But in terms of knowledge of how to prepare, not everything is clear here. Naturally, you need to be able to program in the required languages ​​and fumble a bit in the context of the problem that is proposed as a project. Although we had a team member who did not know biology at all, but was very useful - it was he who wrote the language parser for defining subgraphs, this task fell entirely on his shoulders.

- You already spoke about the organization, the premises, the food. Where did you sleep? And did you sleep at all?
“For 48 hours, I slept for four hours, I guess.” I was always on the site, on the last night I just left for the hotel.

- That is, the participants need to be mentally prepared for this.
- And morally and physically especially. If a person has experience in preparing for some terrible sessions, when you do not sleep for two nights, this is a good preparation. I had such cases during my studies, so I was ready.

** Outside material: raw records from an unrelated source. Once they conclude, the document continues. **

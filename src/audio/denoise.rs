//! # Frame Orchestrator
//!
//! Drives telephony audio through the suppressor one 10ms frame at a time:
//!
//! 1. Upsample the 80-sample frame to 480 samples at 48 kHz
//! 2. Ask the suppressor to clean it
//! 3. On failure, or on a result that is not exactly 480 samples at 48 kHz,
//!    keep the upsampled frame instead (pass-through fallback)
//! 4. Downsample whichever frame survived back to 80 samples
//! 5. Append to the output
//!
//! A failing frame never aborts the request, and neither does a suppressor
//! that panics: the panic is caught at the frame boundary and treated like
//! any other failure. Only shape violations in the
//! resampler itself propagate, since those mean the caller broke the contract.
//!
//! The orchestrator keeps no state between calls; any temporal memory lives
//! inside the suppressor.

use crate::audio::error::PipelineError;
use crate::audio::frame::{self, Frame};
use crate::audio::resample::Resampler;
use crate::audio::suppressor::{NoiseSuppressor, SuppressionError};
use crate::audio::{MODEL_FRAME_LEN, MODEL_SAMPLE_RATE, TELEPHONY_FRAME_LEN, TELEPHONY_SAMPLE_RATE};
use std::any::Any;
use std::panic::{self, AssertUnwindSafe};
use tracing::{debug, warn};

/// What happened to one frame.
#[derive(Debug, Clone, PartialEq)]
pub enum FrameOutcome {
    /// The suppressor cleaned the frame
    Suppressed { confidence: f32 },
    /// The upsampled input was used unchanged
    PassedThrough { reason: String },
}

/// Output of one orchestration run.
#[derive(Debug, Clone, PartialEq)]
pub struct DenoiseOutput {
    /// Cleaned samples at 8 kHz; always the padded input length
    pub samples: Vec<f32>,
    /// One outcome per frame, in order
    pub outcomes: Vec<FrameOutcome>,
}

impl DenoiseOutput {
    pub fn frame_count(&self) -> usize {
        self.outcomes.len()
    }

    pub fn fallback_count(&self) -> usize {
        self.outcomes
            .iter()
            .filter(|o| matches!(o, FrameOutcome::PassedThrough { .. }))
            .count()
    }

    /// Mean confidence over frames the suppressor actually cleaned.
    pub fn mean_confidence(&self) -> Option<f32> {
        let confidences: Vec<f32> = self
            .outcomes
            .iter()
            .filter_map(|o| match o {
                FrameOutcome::Suppressed { confidence } => Some(*confidence),
                FrameOutcome::PassedThrough { .. } => None,
            })
            .collect();

        if confidences.is_empty() {
            None
        } else {
            Some(confidences.iter().sum::<f32>() / confidences.len() as f32)
        }
    }
}

/// Per-frame driver between the resampler and a suppressor.
#[derive(Debug, Clone, Copy, Default)]
pub struct FrameOrchestrator {
    resampler: Resampler,
}

impl FrameOrchestrator {
    /// Clean normalized 8 kHz samples frame by frame.
    ///
    /// Input that is not a whole number of frames is zero-padded first, so the
    /// output length is always `ceil(len / 80) * 80`.
    pub fn process<S>(
        &self,
        suppressor: &mut S,
        samples: &[f32],
    ) -> Result<DenoiseOutput, PipelineError>
    where
        S: NoiseSuppressor + ?Sized,
    {
        let frames = frame::segment(samples, TELEPHONY_FRAME_LEN, TELEPHONY_SAMPLE_RATE)?;

        let mut output = Vec::with_capacity(frames.len() * TELEPHONY_FRAME_LEN);
        let mut outcomes = Vec::with_capacity(frames.len());

        for (index, input) in frames.iter().enumerate() {
            let (cleaned, outcome) = self.process_frame(suppressor, input)?;

            if let FrameOutcome::PassedThrough { reason } = &outcome {
                debug!(frame = index, reason = %reason, "Suppression failed, passing frame through");
            }

            output.extend(cleaned.into_samples());
            outcomes.push(outcome);
        }

        Ok(DenoiseOutput {
            samples: output,
            outcomes,
        })
    }

    /// Run a single 8 kHz frame through up → suppress → down.
    pub fn process_frame<S>(
        &self,
        suppressor: &mut S,
        input: &Frame,
    ) -> Result<(Frame, FrameOutcome), PipelineError>
    where
        S: NoiseSuppressor + ?Sized,
    {
        let upsampled = self.resampler.upsample(input)?;

        let attempt = panic::catch_unwind(AssertUnwindSafe(|| suppressor.denoise(&upsampled)))
            .unwrap_or_else(|payload| {
                let message = panic_message(payload.as_ref());
                warn!(suppressor = suppressor.name(), panic = %message, "Suppressor panicked");
                Err(SuppressionError::Backend(format!("suppressor panicked: {}", message)))
            });

        let (survivor, outcome) = match attempt {
            Ok(result) if is_model_frame(&result.frame) => (
                result.frame,
                FrameOutcome::Suppressed {
                    confidence: result.confidence,
                },
            ),
            Ok(result) => {
                let reason = SuppressionError::InvalidInput {
                    expected: MODEL_FRAME_LEN,
                    expected_rate: MODEL_SAMPLE_RATE,
                    actual: result.frame.len(),
                    actual_rate: result.frame.sample_rate(),
                };
                (
                    upsampled,
                    FrameOutcome::PassedThrough {
                        reason: format!("malformed suppressor output: {}", reason),
                    },
                )
            }
            Err(e) => (
                upsampled,
                FrameOutcome::PassedThrough {
                    reason: e.to_string(),
                },
            ),
        };

        let downsampled = self.resampler.downsample(&survivor)?;
        Ok((downsampled, outcome))
    }
}

fn panic_message(payload: &(dyn Any + Send)) -> String {
    if let Some(message) = payload.downcast_ref::<&str>() {
        message.to_string()
    } else if let Some(message) = payload.downcast_ref::<String>() {
        message.clone()
    } else {
        "unknown panic".to_string()
    }
}

fn is_model_frame(frame: &Frame) -> bool {
    frame.len() == MODEL_FRAME_LEN && frame.sample_rate() == MODEL_SAMPLE_RATE
}

#[cfg(test)]
pub(crate) mod tests {
    use super::*;
    use crate::audio::suppressor::{PassthroughSuppressor, SuppressedFrame};

    /// Always fails.
    pub(crate) struct FailingSuppressor;

    impl NoiseSuppressor for FailingSuppressor {
        fn name(&self) -> &str {
            "failing"
        }

        fn denoise(&mut self, _frame: &Frame) -> Result<SuppressedFrame, SuppressionError> {
            Err(SuppressionError::Backend("model unavailable".to_string()))
        }
    }

    /// Panics on its first call, then behaves like the passthrough.
    #[derive(Default)]
    pub(crate) struct PanicOnceSuppressor {
        calls: usize,
    }

    impl NoiseSuppressor for PanicOnceSuppressor {
        fn name(&self) -> &str {
            "panic-once"
        }

        fn denoise(&mut self, frame: &Frame) -> Result<SuppressedFrame, SuppressionError> {
            self.calls += 1;
            if self.calls == 1 {
                panic!("model state corrupted");
            }
            PassthroughSuppressor.denoise(frame)
        }
    }

    /// Returns a frame of the wrong length.
    struct TruncatingSuppressor;

    impl NoiseSuppressor for TruncatingSuppressor {
        fn name(&self) -> &str {
            "truncating"
        }

        fn denoise(&mut self, frame: &Frame) -> Result<SuppressedFrame, SuppressionError> {
            Ok(SuppressedFrame {
                confidence: 0.9,
                frame: Frame::new(MODEL_SAMPLE_RATE, frame.samples()[..479].to_vec()),
            })
        }
    }

    /// Halves every sample and fails on every other frame.
    struct FlakySuppressor {
        calls: usize,
    }

    impl NoiseSuppressor for FlakySuppressor {
        fn name(&self) -> &str {
            "flaky"
        }

        fn denoise(&mut self, frame: &Frame) -> Result<SuppressedFrame, SuppressionError> {
            self.calls += 1;
            if self.calls % 2 == 0 {
                return Err(SuppressionError::NonFinite);
            }
            let samples = frame.samples().iter().map(|s| s * 0.5).collect();
            Ok(SuppressedFrame {
                confidence: 0.4,
                frame: Frame::new(MODEL_SAMPLE_RATE, samples),
            })
        }
    }

    fn wave(len: usize) -> Vec<f32> {
        (0..len).map(|i| ((i as f32) * 0.3).sin() * 0.6).collect()
    }

    fn round_trip(samples: &[f32]) -> Vec<f32> {
        let resampler = Resampler::telephony();
        let frames = frame::segment(samples, TELEPHONY_FRAME_LEN, TELEPHONY_SAMPLE_RATE).unwrap();
        frames
            .iter()
            .flat_map(|f| {
                let up = resampler.upsample(f).unwrap();
                resampler.downsample(&up).unwrap().into_samples()
            })
            .collect()
    }

    #[test]
    fn test_output_length_is_padded_length() {
        let orchestrator = FrameOrchestrator::default();
        let mut suppressor = PassthroughSuppressor;
        for len in [0usize, 1, 80, 100, 160, 241] {
            let output = orchestrator.process(&mut suppressor, &wave(len)).unwrap();
            assert_eq!(output.samples.len(), (len + 79) / 80 * 80);
            assert_eq!(output.frame_count(), (len + 79) / 80);
        }
    }

    #[test]
    fn test_always_failing_suppressor_degrades_to_resample_round_trip() {
        let samples = wave(200);
        let output = FrameOrchestrator::default()
            .process(&mut FailingSuppressor, &samples)
            .unwrap();

        assert_eq!(output.samples, round_trip(&samples));
        assert_eq!(output.fallback_count(), 3);
        assert_eq!(output.mean_confidence(), None);
        assert!(output.outcomes.iter().all(|o| matches!(
            o,
            FrameOutcome::PassedThrough { reason } if reason == "model unavailable"
        )));
    }

    #[test]
    fn test_wrong_length_result_falls_back() {
        let samples = wave(80);
        let output = FrameOrchestrator::default()
            .process(&mut TruncatingSuppressor, &samples)
            .unwrap();

        assert_eq!(output.samples, round_trip(&samples));
        assert_eq!(output.fallback_count(), 1);
    }

    #[test]
    fn test_identity_suppressor_matches_fallback_path() {
        let samples = wave(160);
        let orchestrator = FrameOrchestrator::default();
        let identity = orchestrator.process(&mut PassthroughSuppressor, &samples).unwrap();
        let failing = orchestrator.process(&mut FailingSuppressor, &samples).unwrap();

        assert_eq!(identity.samples, failing.samples);
        assert_eq!(identity.fallback_count(), 0);
        assert_eq!(identity.mean_confidence(), Some(1.0));
    }

    #[test]
    fn test_one_bad_frame_does_not_affect_the_others() {
        let samples = wave(320);
        let mut suppressor = FlakySuppressor { calls: 0 };
        let output = FrameOrchestrator::default()
            .process(&mut suppressor, &samples)
            .unwrap();
        let reference = round_trip(&samples);

        assert_eq!(suppressor.calls, 4);
        assert_eq!(output.fallback_count(), 2);
        assert_eq!(output.mean_confidence(), Some(0.4));

        // Frames 0 and 2 were halved, frames 1 and 3 passed through
        for (i, (&got, &base)) in output.samples.iter().zip(reference.iter()).enumerate() {
            let expected = if (i / 80) % 2 == 0 { base * 0.5 } else { base };
            assert!((got - expected).abs() < 1e-6, "sample {}", i);
        }
    }

    #[test]
    fn test_panicking_suppressor_falls_back_for_that_frame_only() {
        let samples = wave(240);
        let mut suppressor = PanicOnceSuppressor::default();
        let output = FrameOrchestrator::default()
            .process(&mut suppressor, &samples)
            .unwrap();

        assert_eq!(output.samples, round_trip(&samples));
        assert_eq!(output.fallback_count(), 1);
        assert!(matches!(
            &output.outcomes[0],
            FrameOutcome::PassedThrough { reason } if reason.contains("model state corrupted")
        ));
        assert_eq!(output.outcomes[1], FrameOutcome::Suppressed { confidence: 1.0 });
    }

    #[test]
    fn test_silence_stays_silent() {
        let output = FrameOrchestrator::default()
            .process(&mut PassthroughSuppressor, &[0.0; 80])
            .unwrap();
        assert!(output.samples.iter().all(|&s| s == 0.0));
    }
}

- What is your global goal? Why do you do bioinformatics?
- In general, I accidentally came into bioinformatics. I studied at the faculty of the Academy of Agricultural Sciences of RAS. There, students, starting from the second year, are required to go to scientific work one day a week at one of the institutes of the Russian Academy of Sciences. I responded to the proposal of the IBCh RAS, without any idea what I would have to do. I came there and it turned out that I would do an analysis of NGS data and proteomics. Then I started to learn Python and understand bioinformatics. He worked there for two years, the project seemed to stall a bit, and I went to where I am working now.
I like it. I always loved both mathematics and biology, somehow it happened.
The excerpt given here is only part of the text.